From the mid-1940s through the 70s, when union membership was highest, the US was unrivaled in the world on virtually every economic measure.  Then the largest fortunes were a bit less great but the smallest pockets were a bit less empty.  Now after 40 years of attacking unions, America remains the greatest wealth generator in the world, but like the 1890s, the riches accrue to only a few.  Meanwhile the rest of the country struggles.

What happened? 

From 1940 to the late 70s, most Republicans and Democrats agreed that a powerful and efficient government was necessary to stimulate and guide our economy.  And they came to agree to offer vital services like Social Security, Medicare, Medicaid, veterans’ benefits, job training, food support, research and development, and un-biased data collection.  They also agreed that unions had a place at the table.  While they often disagreed on the pace and extent of reforms, they agreed that Americans should have enforceable rights on the street and at work, and equal access to the voting booth

After 1980, this began to change.  There were concerted efforts to delude Americans into believing that it was government that was the source of our problems, rather than the un-checked power of large private corporations and the erosion of our hard-won rights to bargain together and to vote.

When Dr. King got to Memphis, he saw brutalized workers utterly without power.  The sanitation workers had no gloves, no boots, no rain gear, no lockers, no men’s rooms or showers, and only 15 minutes for lunch.  They worked with old, dangerous equipment.  Worse, they worked 10 to 12 hours a day but got paid pennies per hour for only eight.  Even worse, if their bosses were so inclined, workers might not get paid on their designated paydays.  If they complained, they could expect to be fired.  The plantation had come to Memphis.

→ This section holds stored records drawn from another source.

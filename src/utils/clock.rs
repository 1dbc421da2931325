//! Time sources and sleep primitives used by the scheduler and the block processor.
//!
//! Production code runs on [`SystemClock`] and [`TokioSleeper`]; tests drive cycles
//! with [`ManualClock`] so no test ever waits on real time.

use async_trait::async_trait;
use chrono::{DateTime, TimeDelta, Utc};
use std::sync::Mutex;
use std::time::Duration;

/// Source of the current time
pub trait Clock: Send + Sync {
    fn now(&self) -> DateTime<Utc>;
}

/// Wall clock
#[derive(Debug, Default, Clone, Copy)]
pub struct SystemClock;

impl Clock for SystemClock {
    fn now(&self) -> DateTime<Utc> {
        Utc::now()
    }
}

/// Clock that only moves when told to
#[derive(Debug)]
pub struct ManualClock {
    now: Mutex<DateTime<Utc>>,
}

impl ManualClock {
    pub fn new(start: DateTime<Utc>) -> Self {
        Self {
            now: Mutex::new(start),
        }
    }

    /// Clock starting at the Unix epoch
    pub fn at_epoch() -> Self {
        Self::new(DateTime::<Utc>::UNIX_EPOCH)
    }

    pub fn advance(&self, by: Duration) {
        let mut now = self.now.lock().unwrap_or_else(|poisoned| poisoned.into_inner());
        *now = deadline(*now, by);
    }

    pub fn set(&self, to: DateTime<Utc>) {
        let mut now = self.now.lock().unwrap_or_else(|poisoned| poisoned.into_inner());
        *now = to;
    }
}

impl Clock for ManualClock {
    fn now(&self) -> DateTime<Utc> {
        *self.now.lock().unwrap_or_else(|poisoned| poisoned.into_inner())
    }
}

/// Suspends the caller between scheduler cycles
#[async_trait]
pub trait Sleeper: Send + Sync {
    async fn sleep(&self, duration: Duration);
}

/// Sleeper backed by the tokio timer
#[derive(Debug, Default, Clone, Copy)]
pub struct TokioSleeper;

#[async_trait]
impl Sleeper for TokioSleeper {
    async fn sleep(&self, duration: Duration) {
        tokio::time::sleep(duration).await;
    }
}

/// Convert a std duration, saturating on overflow
pub fn to_time_delta(duration: Duration) -> TimeDelta {
    TimeDelta::from_std(duration).unwrap_or(TimeDelta::MAX)
}

/// `from + after`, saturating at the latest representable instant
pub fn deadline(from: DateTime<Utc>, after: Duration) -> DateTime<Utc> {
    from.checked_add_signed(to_time_delta(after))
        .unwrap_or(DateTime::<Utc>::MAX_UTC)
}

/// Time left until `until`, zero when it already passed
pub fn remaining(now: DateTime<Utc>, until: DateTime<Utc>) -> Duration {
    (until - now).to_std().unwrap_or(Duration::ZERO)
}
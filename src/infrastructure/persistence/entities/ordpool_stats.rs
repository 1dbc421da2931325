//! SeaORM Entity for ordpool_stats table
//! One row per block hash with every aggregate counter of the block

use sea_orm::entity::prelude::*;
use serde::{Deserialize, Serialize};

#[derive(Clone, Debug, PartialEq, Eq, DeriveEntityModel, Serialize, Deserialize)]
#[sea_orm(table_name = "ordpool_stats")]
pub struct Model {
    #[sea_orm(primary_key, auto_increment = false, column_type = "Text")]
    pub hash: String,
    pub height: i32,

    pub amounts_atomical: i32,
    pub amounts_atomical_mint: i32,
    pub amounts_atomical_transfer: i32,
    pub amounts_atomical_update: i32,

    pub amounts_cat21: i32,
    pub amounts_cat21_mint: i32,
    pub amounts_cat21_transfer: i32,

    pub amounts_inscription: i32,
    pub amounts_inscription_mint: i32,
    pub amounts_inscription_transfer: i32,
    pub amounts_inscription_burn: i32,

    pub amounts_rune: i32,
    pub amounts_rune_etch: i32,
    pub amounts_rune_mint: i32,
    pub amounts_rune_cenotaph: i32,
    pub amounts_rune_transfer: i32,
    pub amounts_rune_burn: i32,

    pub amounts_brc20: i32,
    pub amounts_brc20_deploy: i32,
    pub amounts_brc20_mint: i32,
    pub amounts_brc20_transfer: i32,

    pub amounts_src20: i32,
    pub amounts_src20_deploy: i32,
    pub amounts_src20_mint: i32,
    pub amounts_src20_transfer: i32,

    pub fees_rune_mints: i64,
    pub fees_non_uncommon_rune_mints: i64,
    pub fees_brc20_mints: i64,
    pub fees_src20_mints: i64,
    pub fees_cat21_mints: i64,
    pub fees_atomicals: i64,
    pub fees_inscription_mints: i64,

    pub inscriptions_total_envelope_size: i64,
    pub inscriptions_total_content_size: i64,
    pub inscriptions_largest_envelope_size: i64,
    pub inscriptions_largest_content_size: i64,
    #[sea_orm(column_type = "Text", nullable)]
    pub inscriptions_largest_envelope_inscription_id: Option<String>,
    #[sea_orm(column_type = "Text", nullable)]
    pub inscriptions_largest_content_inscription_id: Option<String>,
    pub inscriptions_average_envelope_size: i64,
    pub inscriptions_average_content_size: i64,

    #[sea_orm(column_type = "String(Some(20))", nullable)]
    pub runes_most_active_mint: Option<String>,
    #[sea_orm(column_type = "String(Some(20))", nullable)]
    pub runes_most_active_non_uncommon_mint: Option<String>,
    #[sea_orm(column_type = "String(Some(20))", nullable)]
    pub brc20_most_active_mint: Option<String>,
    #[sea_orm(column_type = "String(Some(20))", nullable)]
    pub src20_most_active_mint: Option<String>,

    pub analyser_version: i32,
}

#[derive(Copy, Clone, Debug, EnumIter, DeriveRelation)]
pub enum Relation {}

impl ActiveModelBehavior for ActiveModel {}
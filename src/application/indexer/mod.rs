//! Backfill indexer
//!
//! The [`Scheduler`] drives batches through the [`BlockProcessor`], which fetches
//! each block from the primary or the fallback backend, analyses it and stores
//! the statistics.

pub mod block_processor;
pub mod failover;
pub mod scheduler;

pub use block_processor::{BatchProcessor, BlockProcessor};
pub use failover::FailoverState;
pub use scheduler::{RunOutcome, RunReason, Scheduler, SchedulerState};

use std::fmt;

/// Transaction backend used for a fetch
#[derive(Debug, Clone, Copy, PartialEq, Eq)]
pub enum Backend {
    /// Bitcoin Core node
    Primary,
    /// Esplora REST endpoint
    Fallback,
}

impl fmt::Display for Backend {
    fn fmt(&self, f: &mut fmt::Formatter<'_>) -> fmt::Result {
        match self {
            Backend::Primary => write!(f, "primary"),
            Backend::Fallback => write!(f, "fallback"),
        }
    }
}
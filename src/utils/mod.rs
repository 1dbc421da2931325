pub mod clock;
pub mod logging;
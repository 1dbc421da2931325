use std::sync::Arc;

use anyhow::Context;
use tokio::sync::watch;

use ordpool_indexer::application::indexer::{BlockProcessor, Scheduler};
use ordpool_indexer::config::AppConfig;
use ordpool_indexer::domain::services::EnvelopeAnalyser;
use ordpool_indexer::infrastructure::bitcoin::ProviderFactory;
use ordpool_indexer::infrastructure::persistence::{DbPool, RepositoryFactory};
use ordpool_indexer::utils::clock::{SystemClock, TokioSleeper};
use ordpool_indexer::utils::logging;

#[tokio::main]
async fn main() -> anyhow::Result<()> {
    logging::init_logger();

    logging::log_info(&format!(
        "Starting ordpool stats indexer v{}",
        env!("CARGO_PKG_VERSION")
    ));

    let config = AppConfig::from_env();

    logging::log_bitcoin_connection_details(
        &config.bitcoin.host,
        &config.bitcoin.port,
        &config.bitcoin.username,
        &config.bitcoin.network,
    );
    logging::log_info(&format!("Esplora fallback: {}", config.esplora.url));

    let db_pool = DbPool::new(&config.database)
        .await
        .context("connecting to the database")?;

    let repositories =
        RepositoryFactory::create_repositories(&db_pool, config.indexer.activity_batch_size);

    let primary = ProviderFactory::create_primary(&config.bitcoin)
        .context("creating Bitcoin Core provider")?;
    let fallback =
        ProviderFactory::create_fallback(&config.esplora).context("creating Esplora provider")?;

    let clock = Arc::new(SystemClock);
    let processor = BlockProcessor::new(
        primary,
        fallback,
        Arc::new(EnvelopeAnalyser::new()),
        Arc::new(repositories.ordpool_stats),
        clock.clone(),
        config.indexer.failover.cooldown,
        config.indexer.first_inscription_height,
    );
    let scheduler = Scheduler::new(
        Arc::new(processor),
        clock,
        config.indexer.scheduler.clone(),
    );

    let (shutdown_tx, shutdown_rx) = watch::channel(false);
    tokio::spawn(async move {
        if let Err(e) = tokio::signal::ctrl_c().await {
            logging::log_error(&format!("Failed to listen for Ctrl+C: {}", e));
            std::future::pending::<()>().await;
        }
        logging::log_info("Shutdown requested, finishing current cycle");
        let _ = shutdown_tx.send(true);
    });

    scheduler.run_forever(&TokioSleeper, shutdown_rx).await;
    Ok(())
}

While it’s always been worse for workers of color, white workers also experienced a version of this exploitation during much of the 1800s and the early part of the 1900s.  What’s shocking but perhaps not surprising is our inability to recognize our own suffering in the faces of people who don’t look like us.  Perhaps it’s because we were convinced “they” aren’t worthy of our care, so we don’t even look.

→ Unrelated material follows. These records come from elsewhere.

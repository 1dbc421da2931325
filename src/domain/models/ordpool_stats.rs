//! Per-block digital artifact statistics.
//!
//! One [`OrdpoolStats`] value exists per block hash. Counters and size aggregates map
//! onto columns of the aggregate row; the per-identifier activity of the token
//! families with their own tables ([`TokenFamily`]) lives in [`TokenActivity`].

use serde::{Deserialize, Serialize};
use std::collections::HashMap;
use std::fmt;

/// Rune id of UNCOMMON•GOODS, the open-mint rune excluded from "non uncommon" figures
pub const UNCOMMON_GOODS_RUNE_ID: &str = "1:0";

/// Aggregated statistics for a single block
#[derive(Debug, Clone, Default, PartialEq, Serialize, Deserialize)]
#[serde(rename_all = "camelCase")]
pub struct OrdpoolStats {
    pub amounts: Amounts,
    pub fees: Fees,
    pub inscriptions: InscriptionSizes,
    pub runes: RuneStats,
    pub brc20: TokenStats,
    pub src20: TokenStats,
    /// Version of the analyser that produced these figures; 0 means "not analysed"
    pub version: u32,
}

/// Per-asset-class counters
#[derive(Debug, Clone, Default, PartialEq, Eq, Serialize, Deserialize)]
#[serde(rename_all = "camelCase")]
pub struct Amounts {
    pub atomical: u32,
    pub atomical_mint: u32,
    pub atomical_transfer: u32,
    pub atomical_update: u32,

    pub cat21: u32,
    pub cat21_mint: u32,
    pub cat21_transfer: u32,

    pub inscription: u32,
    pub inscription_mint: u32,
    pub inscription_transfer: u32,
    pub inscription_burn: u32,

    pub rune: u32,
    pub rune_etch: u32,
    pub rune_mint: u32,
    pub rune_cenotaph: u32,
    pub rune_transfer: u32,
    pub rune_burn: u32,

    pub brc20: u32,
    pub brc20_deploy: u32,
    pub brc20_mint: u32,
    pub brc20_transfer: u32,

    pub src20: u32,
    pub src20_deploy: u32,
    pub src20_mint: u32,
    pub src20_transfer: u32,
}

/// Fee totals in satoshis
#[derive(Debug, Clone, Default, PartialEq, Eq, Serialize, Deserialize)]
#[serde(rename_all = "camelCase")]
pub struct Fees {
    pub rune_mints: u64,
    pub non_uncommon_rune_mints: u64,
    pub brc20_mints: u64,
    pub src20_mints: u64,
    pub cat21_mints: u64,
    pub atomicals: u64,
    pub inscription_mints: u64,
}

/// Inscription envelope and content size aggregates, in bytes
#[derive(Debug, Clone, Default, PartialEq, Eq, Serialize, Deserialize)]
#[serde(rename_all = "camelCase")]
pub struct InscriptionSizes {
    pub total_envelope_size: u64,
    pub total_content_size: u64,
    pub largest_envelope_size: u64,
    pub largest_content_size: u64,
    pub largest_envelope_inscription_id: Option<String>,
    pub largest_content_inscription_id: Option<String>,
    pub average_envelope_size: u64,
    pub average_content_size: u64,
}

/// Mint counts and etch/deploy attempts keyed by token identifier
#[derive(Debug, Clone, Default, PartialEq, Eq, Serialize, Deserialize)]
#[serde(rename_all = "camelCase")]
pub struct TokenActivity {
    /// identifier -> number of mints in this block
    pub mint_activity: HashMap<String, u64>,
    /// identifier -> txids of etch/deploy attempts, in order of appearance
    pub attempts: HashMap<String, Vec<String>>,
}

impl TokenActivity {
    pub fn record_mint(&mut self, identifier: &str) {
        *self.mint_activity.entry(identifier.to_string()).or_insert(0) += 1;
    }

    pub fn record_attempt(&mut self, identifier: &str, txid: &str) {
        self.attempts
            .entry(identifier.to_string())
            .or_default()
            .push(txid.to_string());
    }

    /// Identifier with the most mints; ties go to the lexicographically smallest id
    pub fn most_active_mint(&self, excluding: Option<&str>) -> Option<String> {
        self.mint_activity
            .iter()
            .filter(|(identifier, _)| Some(identifier.as_str()) != excluding)
            .max_by(|(a_id, a_count), (b_id, b_count)| {
                a_count.cmp(b_count).then_with(|| b_id.cmp(a_id))
            })
            .map(|(identifier, _)| identifier.clone())
    }

    pub fn is_empty(&self) -> bool {
        self.mint_activity.is_empty() && self.attempts.is_empty()
    }
}

/// Rune-specific figures
#[derive(Debug, Clone, Default, PartialEq, Eq, Serialize, Deserialize)]
#[serde(rename_all = "camelCase")]
pub struct RuneStats {
    pub most_active_mint: Option<String>,
    pub most_active_non_uncommon_mint: Option<String>,
    pub activity: TokenActivity,
}

/// Figures shared by the ticker based token protocols (BRC-20, SRC-20)
#[derive(Debug, Clone, Default, PartialEq, Eq, Serialize, Deserialize)]
#[serde(rename_all = "camelCase")]
pub struct TokenStats {
    pub most_active_mint: Option<String>,
    pub activity: TokenActivity,
}

/// Token protocols whose per-identifier activity is persisted in dedicated tables
#[derive(Debug, Clone, Copy, PartialEq, Eq, Hash, Serialize, Deserialize)]
#[serde(rename_all = "lowercase")]
pub enum TokenFamily {
    Rune,
    Brc20,
    Src20,
}

/// How a family's activity rows are folded into a single string by the read query
#[derive(Debug, Clone, Copy, PartialEq, Eq)]
pub enum ActivityEncoding {
    /// `k1,v1,k2,v2` - identifiers are ASCII and never contain commas
    Flat,
    /// `{"identifier":..,..},{..}` - identifiers are free-form Unicode tickers
    JsonFragments,
}

impl TokenFamily {
    pub const ALL: [TokenFamily; 3] = [TokenFamily::Rune, TokenFamily::Brc20, TokenFamily::Src20];

    /// Table holding `identifier -> count` rows
    pub fn mint_activity_table(&self) -> &'static str {
        match self {
            TokenFamily::Rune => "ordpool_stats_rune_mint_activity",
            TokenFamily::Brc20 => "ordpool_stats_brc20_mint_activity",
            TokenFamily::Src20 => "ordpool_stats_src20_mint_activity",
        }
    }

    /// Table holding `(identifier, txid)` etch/deploy attempt rows
    pub fn attempt_table(&self) -> &'static str {
        match self {
            TokenFamily::Rune => "ordpool_stats_rune_etch",
            TokenFamily::Brc20 => "ordpool_stats_brc20_deploy",
            TokenFamily::Src20 => "ordpool_stats_src20_deploy",
        }
    }

    pub fn encoding(&self) -> ActivityEncoding {
        match self {
            TokenFamily::Rune => ActivityEncoding::Flat,
            TokenFamily::Brc20 | TokenFamily::Src20 => ActivityEncoding::JsonFragments,
        }
    }
}

impl fmt::Display for TokenFamily {
    fn fmt(&self, f: &mut fmt::Formatter<'_>) -> fmt::Result {
        match self {
            TokenFamily::Rune => write!(f, "rune"),
            TokenFamily::Brc20 => write!(f, "brc20"),
            TokenFamily::Src20 => write!(f, "src20"),
        }
    }
}

impl OrdpoolStats {
    pub fn activity(&self, family: TokenFamily) -> &TokenActivity {
        match family {
            TokenFamily::Rune => &self.runes.activity,
            TokenFamily::Brc20 => &self.brc20.activity,
            TokenFamily::Src20 => &self.src20.activity,
        }
    }

    pub fn activity_mut(&mut self, family: TokenFamily) -> &mut TokenActivity {
        match family {
            TokenFamily::Rune => &mut self.runes.activity,
            TokenFamily::Brc20 => &mut self.brc20.activity,
            TokenFamily::Src20 => &mut self.src20.activity,
        }
    }
}

#[cfg(test)]
mod tests {
    use super::*;

    #[test]
    fn test_most_active_mint_prefers_highest_count() {
        let mut activity = TokenActivity::default();
        activity.record_mint("840000:3");
        activity.record_mint("840000:3");
        activity.record_mint("1:0");
        activity.record_mint("1:0");
        activity.record_mint("1:0");

        assert_eq!(activity.most_active_mint(None).as_deref(), Some("1:0"));
        assert_eq!(
            activity.most_active_mint(Some(UNCOMMON_GOODS_RUNE_ID)).as_deref(),
            Some("840000:3")
        );
    }

    #[test]
    fn test_most_active_mint_breaks_ties_deterministically() {
        let mut activity = TokenActivity::default();
        activity.record_mint("sats");
        activity.record_mint("ordi");
        assert_eq!(activity.most_active_mint(None).as_deref(), Some("ordi"));
        assert_eq!(TokenActivity::default().most_active_mint(None), None);
    }

    #[test]
    fn test_attempts_keep_order_of_appearance() {
        let mut activity = TokenActivity::default();
        activity.record_attempt("ordi", "tx1");
        activity.record_attempt("ordi", "tx2");
        activity.record_attempt("sats", "tx3");

        assert_eq!(activity.attempts["ordi"], vec!["tx1", "tx2"]);
        assert_eq!(activity.attempts["sats"], vec!["tx3"]);
    }

    #[test]
    fn test_family_tables_and_encodings() {
        assert_eq!(TokenFamily::Rune.attempt_table(), "ordpool_stats_rune_etch");
        assert_eq!(TokenFamily::Src20.mint_activity_table(), "ordpool_stats_src20_mint_activity");
        assert_eq!(TokenFamily::Rune.encoding(), ActivityEncoding::Flat);
        assert_eq!(TokenFamily::Brc20.encoding(), ActivityEncoding::JsonFragments);
    }
}
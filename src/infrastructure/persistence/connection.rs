//! Postgres connection pool shared by the repositories

use sea_orm::{ConnectOptions, Database, DatabaseConnection};
use std::sync::Arc;

use crate::config::DatabaseConfig;
use crate::infrastructure::persistence::error::DbError;
use crate::utils::logging;

/// Pooled sea-orm connection, handed to repositories as a shared handle
pub struct DbPool {
    connection: Arc<DatabaseConnection>,
}

impl DbPool {
    /// Connect with the pool limits and timeouts of `config`
    pub async fn new(config: &DatabaseConfig) -> Result<Self, DbError> {
        logging::log_database_connection_details(&config.url);

        let connection = Database::connect(connect_options(config))
            .await
            .map_err(|e| {
                logging::log_error(&format!("Failed to connect to database: {}", e));
                DbError::ConnectionError(e.to_string())
            })?;

        logging::log_info(&format!(
            "Database pool ready ({}..{} connections)",
            config.min_connections, config.max_connections
        ));
        Ok(Self {
            connection: Arc::new(connection),
        })
    }

    /// Shared handle to the pooled connection
    pub fn get_connection(&self) -> Arc<DatabaseConnection> {
        Arc::clone(&self.connection)
    }
}

fn connect_options(config: &DatabaseConfig) -> ConnectOptions {
    let mut options = ConnectOptions::new(config.url.clone());
    options
        .max_connections(config.max_connections)
        .min_connections(config.min_connections.min(config.max_connections))
        .connect_timeout(config.connect_timeout)
        .acquire_timeout(config.acquire_timeout)
        .idle_timeout(config.idle_timeout)
        .sqlx_logging(false);
    options
}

Make no mistake, this still goes on.  “Divide and conquer” is as old as the oldest military manual.  That advice lives today in business strategy classes because it still works.  Union busters survive on this strategy.

Currently, with social media supplying the greatest number of communication tools in history, there are limitless ways to convince people from the ranks of the poor to the upper-middle class that “those” people don’t belong, are not to be trusted, and must be feared.

On many occasions Dr. King mentioned that poor white workers were subject to poor pay and horrible conditions too.  In Memphis he emphasized that unions lift everyone regardless of color.  Yet, he understood the difficulty of organizing unions.  He understood the intransigence of the white power structure to accept unions let alone to accept one led and populated by blacks.  But he also understood ordinary people’s vulnerability to messages, rumors and whispers of fear about one another.

"We must learn to live together as brothers or we will perish like fools."
Martin Luther King, Jr., March 1964

In January we celebrate the birth of this brave and wise man, who saw what so many of us failed and still fail to see.  Let us remember his words, honor his example, and be vigilant in challenging American amnesia.